## EXERCISE OBJECTIVE
In the data below, find every line with the word "general" and copy it.

Stored data:
++++++++
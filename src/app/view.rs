// SPDX-License-Identifier: MPL-2.0
//! View rendering for the application.
//!
//! Composes the header bar, sidebar, and the active screen, then layers
//! the toast overlay on top with a `Stack`.

use super::{Message, Screen};
use crate::clock;
use crate::ui::dashboard;
use crate::ui::design_tokens::{spacing, typography};
use crate::ui::inventory;
use crate::ui::notifications::{Manager, Toast};
use crate::ui::settings;
use crate::ui::sidebar;
use crate::ui::styles;
use chrono::{DateTime, Local};
use iced::widget::{button, text, Column, Container, Row, Stack, Text};
use iced::{alignment, Element, Length};

/// Context required to render the application view.
pub struct ViewContext<'a> {
    pub screen: Screen,
    pub sidebar_open: bool,
    pub now: DateTime<Local>,
    pub pulse_on: bool,
    pub dashboard: &'a dashboard::State,
    pub inventory: &'a inventory::State,
    pub settings: &'a settings::State,
    pub notifications: &'a Manager,
}

/// Renders the current application view based on the active screen.
pub fn view(ctx: ViewContext<'_>) -> Element<'_, Message> {
    let base: Element<'_, Message> = match ctx.screen {
        Screen::SessionExpired => view_session_expired(),
        _ => view_workspace(&ctx),
    };

    let overlay = Toast::view_overlay(ctx.notifications).map(Message::Notification);

    Stack::new()
        .push(base)
        .push(overlay)
        .width(Length::Fill)
        .height(Length::Fill)
        .into()
}

/// Header bar plus sidebar plus the active screen.
fn view_workspace<'a>(ctx: &ViewContext<'a>) -> Element<'a, Message> {
    let content: Element<'a, Message> = match ctx.screen {
        Screen::Dashboard => ctx
            .dashboard
            .view(&dashboard::ViewContext { now: ctx.now })
            .map(Message::Dashboard),
        Screen::Inventory => ctx
            .inventory
            .view(&inventory::ViewContext {
                now: ctx.now,
                pulse_on: ctx.pulse_on,
            })
            .map(Message::Inventory),
        Screen::Settings => ctx.settings.view().map(Message::Settings),
        Screen::SessionExpired => unreachable!("handled by the caller"),
    };

    let body = Row::new()
        .push(
            sidebar::view(&sidebar::ViewContext {
                open: ctx.sidebar_open,
                active_screen: ctx.screen,
            })
            .map(Message::Sidebar),
        )
        .push(
            Container::new(content)
                .width(Length::Fill)
                .height(Length::Fill),
        );

    Column::new()
        .push(header_bar(ctx.now))
        .push(body)
        .width(Length::Fill)
        .height(Length::Fill)
        .into()
}

/// Top bar with the sidebar toggle, app title, and live clock.
fn header_bar<'a>(now: DateTime<Local>) -> Element<'a, Message> {
    let toggle = sidebar::toggle_button().map(Message::Sidebar);

    let title = Text::new("BloodLink Staff Console").size(typography::TITLE_MD);

    let clock_line = Text::new(clock::header_line(now)).size(typography::BODY_SM);

    Row::new()
        .spacing(spacing::MD)
        .padding(spacing::SM)
        .align_y(alignment::Vertical::Center)
        .push(toggle)
        .push(Container::new(title).width(Length::Fill))
        .push(clock_line)
        .into()
}

/// Full-window takeover once the idle session has expired.
fn view_session_expired<'a>() -> Element<'a, Message> {
    let content = Column::new()
        .spacing(spacing::MD)
        .align_x(alignment::Horizontal::Center)
        .push(Text::new("Session Expired").size(typography::TITLE_LG))
        .push(
            Text::new("You were signed out after 30 minutes of inactivity.")
                .size(typography::BODY),
        )
        .push(
            button(text("Reconnect").size(typography::BODY))
                .on_press(Message::Reconnect)
                .padding([spacing::XS, spacing::LG])
                .style(styles::button::primary),
        );

    Container::new(content)
        .width(Length::Fill)
        .height(Length::Fill)
        .align_x(alignment::Horizontal::Center)
        .align_y(alignment::Vertical::Center)
        .into()
}
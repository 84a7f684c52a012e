// SPDX-License-Identifier: MPL-2.0
//! `bloodlink_console` is a desktop companion client for the BloodLink staff
//! portal, built with the Iced GUI framework.
//!
//! It renders the staff dashboard locally (blood request list, inventory
//! table, quick stats), dispatches donor notifications through the portal's
//! HTTP API, and exports on-screen tables to CSV or Excel-compatible files.

pub mod api;
pub mod app;
pub mod clock;
pub mod domain;
pub mod error;
pub mod export;
pub mod session;
pub mod ui;
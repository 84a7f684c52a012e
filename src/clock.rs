// SPDX-License-Identifier: MPL-2.0
//! Date/time formatting helpers matching the portal's header clock,
//! table cells, and relative timestamps.

use chrono::{DateTime, Duration, Local, NaiveDate, NaiveTime, Timelike};

/// Header clock line, e.g. `Monday, January 5, 2026, 02:30 PM`.
#[must_use]
pub fn header_line(now: DateTime<Local>) -> String {
    now.format("%A, %B %-d, %Y, %I:%M %p").to_string()
}

/// Compact cell format, e.g. `Jan 5, 2026, 02:30 PM`.
#[must_use]
pub fn format_date<Tz: chrono::TimeZone>(ts: DateTime<Tz>) -> String
where
    Tz::Offset: std::fmt::Display,
{
    ts.format("%b %-d, %Y, %I:%M %p").to_string()
}

/// Relative timestamp, e.g. `3 hours ago`.
///
/// Bucket thresholds follow the portal: a bucket is used once strictly more
/// than one of its unit has elapsed, so 90 seconds reads `1 minutes ago`.
#[must_use]
pub fn time_since(earlier: DateTime<Local>, now: DateTime<Local>) -> String {
    let seconds = (now - earlier).num_seconds().max(0);

    const BUCKETS: [(i64, &str); 5] = [
        (31_536_000, "years"),
        (2_592_000, "months"),
        (86_400, "days"),
        (3_600, "hours"),
        (60, "minutes"),
    ];

    for (unit, name) in BUCKETS {
        if seconds > unit {
            return format!("{} {} ago", seconds / unit, name);
        }
    }
    format!("{} seconds ago", seconds)
}

/// Default needed-by date for the new-request form: today.
#[must_use]
pub fn default_request_date(now: DateTime<Local>) -> NaiveDate {
    now.date_naive()
}

/// Default needed-by time for the new-request form: the next full hour.
#[must_use]
pub fn default_request_time(now: DateTime<Local>) -> NaiveTime {
    let next = now + Duration::hours(1);
    NaiveTime::from_hms_opt(next.hour(), 0, 0).unwrap_or_else(|| {
        // hour() is always 0..=23
        NaiveTime::MIN
    })
}

#[cfg(test)]
mod tests {
    use super::*;
    use chrono::TimeZone;

    fn at(y: i32, mo: u32, d: u32, h: u32, mi: u32, s: u32) -> DateTime<Local> {
        Local.with_ymd_and_hms(y, mo, d, h, mi, s).unwrap()
    }

    #[test]
    fn header_line_matches_portal_format() {
        let ts = at(2026, 1, 5, 14, 30, 0);
        assert_eq!(header_line(ts), "Monday, January 5, 2026, 02:30 PM");
    }

    #[test]
    fn format_date_is_compact() {
        let ts = at(2026, 1, 5, 14, 30, 0);
        assert_eq!(format_date(ts), "Jan 5, 2026, 02:30 PM");
    }

    #[test]
    fn time_since_seconds_bucket() {
        let now = at(2026, 1, 5, 12, 0, 0);
        assert_eq!(time_since(now - Duration::seconds(45), now), "45 seconds ago");
        // 60 seconds is not strictly more than one minute
        assert_eq!(time_since(now - Duration::seconds(60), now), "60 seconds ago");
    }

    #[test]
    fn time_since_minute_and_hour_buckets() {
        let now = at(2026, 1, 5, 12, 0, 0);
        assert_eq!(time_since(now - Duration::seconds(90), now), "1 minutes ago");
        assert_eq!(time_since(now - Duration::hours(3), now), "3 hours ago");
    }

    #[test]
    fn time_since_day_month_year_buckets() {
        let now = at(2026, 6, 15, 12, 0, 0);
        assert_eq!(time_since(now - Duration::days(2), now), "2 days ago");
        assert_eq!(time_since(now - Duration::days(40), now), "1 months ago");
        assert_eq!(time_since(now - Duration::days(800), now), "2 years ago");
    }

    #[test]
    fn time_since_future_timestamp_clamps_to_zero() {
        let now = at(2026, 1, 5, 12, 0, 0);
        assert_eq!(time_since(now + Duration::hours(1), now), "0 seconds ago");
    }

    #[test]
    fn default_date_is_today() {
        let now = at(2026, 3, 10, 9, 15, 0);
        assert_eq!(default_request_date(now), now.date_naive());
    }

    #[test]
    fn default_time_is_next_full_hour() {
        let now = at(2026, 3, 10, 9, 15, 0);
        assert_eq!(
            default_request_time(now),
            NaiveTime::from_hms_opt(10, 0, 0).unwrap()
        );
    }

    #[test]
    fn default_time_wraps_past_midnight() {
        let now = at(2026, 3, 10, 23, 40, 0);
        assert_eq!(
            default_request_time(now),
            NaiveTime::from_hms_opt(0, 0, 0).unwrap()
        );
    }
}
// SPDX-License-Identifier: MPL-2.0
//! Application root state and orchestration between the screens.
//!
//! The `App` struct wires together the dashboard, inventory, and settings
//! screens with the toast manager, idle session, and the portal API client.
//! Policy decisions (window sizing, persistence, idle thresholds) stay close
//! to the main update loop so user-facing behavior is easy to audit.

pub mod config;
mod message;
pub mod paths;
pub mod persisted_state;
mod screen;
mod subscription;
mod update;
mod view;

pub use message::{Flags, Message};
pub use screen::Screen;

use crate::api::ApiClient;
use crate::session::IdleSession;
use crate::ui::dashboard;
use crate::ui::inventory;
use crate::ui::notifications;
use crate::ui::settings;
use chrono::{DateTime, Local};
use config::defaults::{DEFAULT_WINDOW_HEIGHT, DEFAULT_WINDOW_WIDTH};
use iced::{window, Element, Subscription, Task, Theme};
use std::fmt;

/// Root Iced application state.
pub struct App {
    screen: Screen,
    config: config::Config,
    api: ApiClient,
    dashboard: dashboard::State,
    inventory: inventory::State,
    settings: settings::State,
    sidebar_open: bool,
    notifications: notifications::Manager,
    idle: IdleSession,
    /// Wall clock shown in the header, advanced by the minute tick.
    now: DateTime<Local>,
    /// Animation tick counter driving the critical-stock pulse.
    tick_counter: u32,
    /// Persisted application state (last export directory, sidebar).
    app_state: persisted_state::AppState,
}

impl fmt::Debug for App {
    fn fmt(&self, f: &mut fmt::Formatter<'_>) -> fmt::Result {
        f.debug_struct("App")
            .field("screen", &self.screen)
            .field("idle_minutes", &self.idle.idle_minutes())
            .finish()
    }
}

/// Builds the window settings.
fn window_settings() -> window::Settings {
    window::Settings {
        size: iced::Size::new(DEFAULT_WINDOW_WIDTH, DEFAULT_WINDOW_HEIGHT),
        min_size: Some(iced::Size::new(800.0, 600.0)),
        ..window::Settings::default()
    }
}

/// Entry point used by `main.rs` to launch the Iced application loop.
pub fn run(flags: Flags) -> iced::Result {
    use std::cell::RefCell;

    // Wrap flags in RefCell<Option<_>> to satisfy the Fn trait requirement
    // while only consuming flags once (iced 0.14 requires Fn, not FnOnce)
    let boot_state = RefCell::new(Some(flags));
    let boot = move || {
        let flags = boot_state
            .borrow_mut()
            .take()
            .expect("Boot function called more than once");
        App::new(flags)
    };

    iced::application(boot, App::update, App::view)
        .title(App::title)
        .theme(App::theme)
        .window(window_settings())
        .subscription(App::subscription)
        .run()
}

impl App {
    /// Initializes application state and kicks off the first stats fetch.
    fn new(flags: Flags) -> (Self, Task<Message>) {
        paths::init_cli_overrides(flags.data_dir, flags.config_dir);

        let (mut config, config_warning) = config::load();
        if let Some(base_url) = flags.base_url {
            // CLI flag beats the config file for this run
            config.portal.base_url = Some(base_url.trim_end_matches('/').to_string());
        }

        let (app_state, state_warning) = persisted_state::AppState::load();

        let now = Local::now();
        let api = ApiClient::new(config.portal.effective_base_url());
        let settings = settings::State::new(
            config.portal.effective_base_url().to_string(),
            config.general.theme_mode,
        );

        let mut app = App {
            screen: Screen::Dashboard,
            api,
            dashboard: dashboard::State::new(now),
            inventory: inventory::State::new(now),
            settings,
            sidebar_open: app_state.sidebar_open,
            notifications: notifications::Manager::new(),
            idle: IdleSession::new(),
            now,
            tick_counter: 0,
            app_state,
            config,
        };

        for warning in [config_warning, state_warning].into_iter().flatten() {
            app.notifications
                .push(notifications::Notification::warning(warning));
        }

        let client = app.api.clone();
        let task = Task::perform(
            async move { client.quick_stats().await },
            Message::StatsLoaded,
        );

        (app, task)
    }

    fn title(&self) -> String {
        "BloodLink Staff Console".to_string()
    }

    fn theme(&self) -> Theme {
        self.config.general.theme_mode.resolve()
    }

    fn update(&mut self, message: Message) -> Task<Message> {
        update::update(self, message)
    }

    fn view(&self) -> Element<'_, Message> {
        view::view(view::ViewContext {
            screen: self.screen,
            sidebar_open: self.sidebar_open,
            now: self.now,
            pulse_on: self.pulse_on(),
            dashboard: &self.dashboard,
            inventory: &self.inventory,
            settings: &self.settings,
            notifications: &self.notifications,
        })
    }

    fn subscription(&self) -> Subscription<Message> {
        let pulse_needed =
            self.screen == Screen::Inventory && self.inventory.has_critical_rows();

        Subscription::batch([
            subscription::create_event_subscription(),
            subscription::create_tick_subscription(
                self.notifications.has_notifications(),
                pulse_needed,
            ),
            subscription::create_minute_subscription(),
            subscription::create_stats_subscription(self.screen),
        ])
    }

    /// Pulse phase toggled every five animation ticks (500 ms).
    fn pulse_on(&self) -> bool {
        (self.tick_counter / 5) % 2 == 0
    }
}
++++++++
## SOLUTION FOR THIS TASK
            config.general.theme_mode,
        self.config.general.theme_mode.resolve()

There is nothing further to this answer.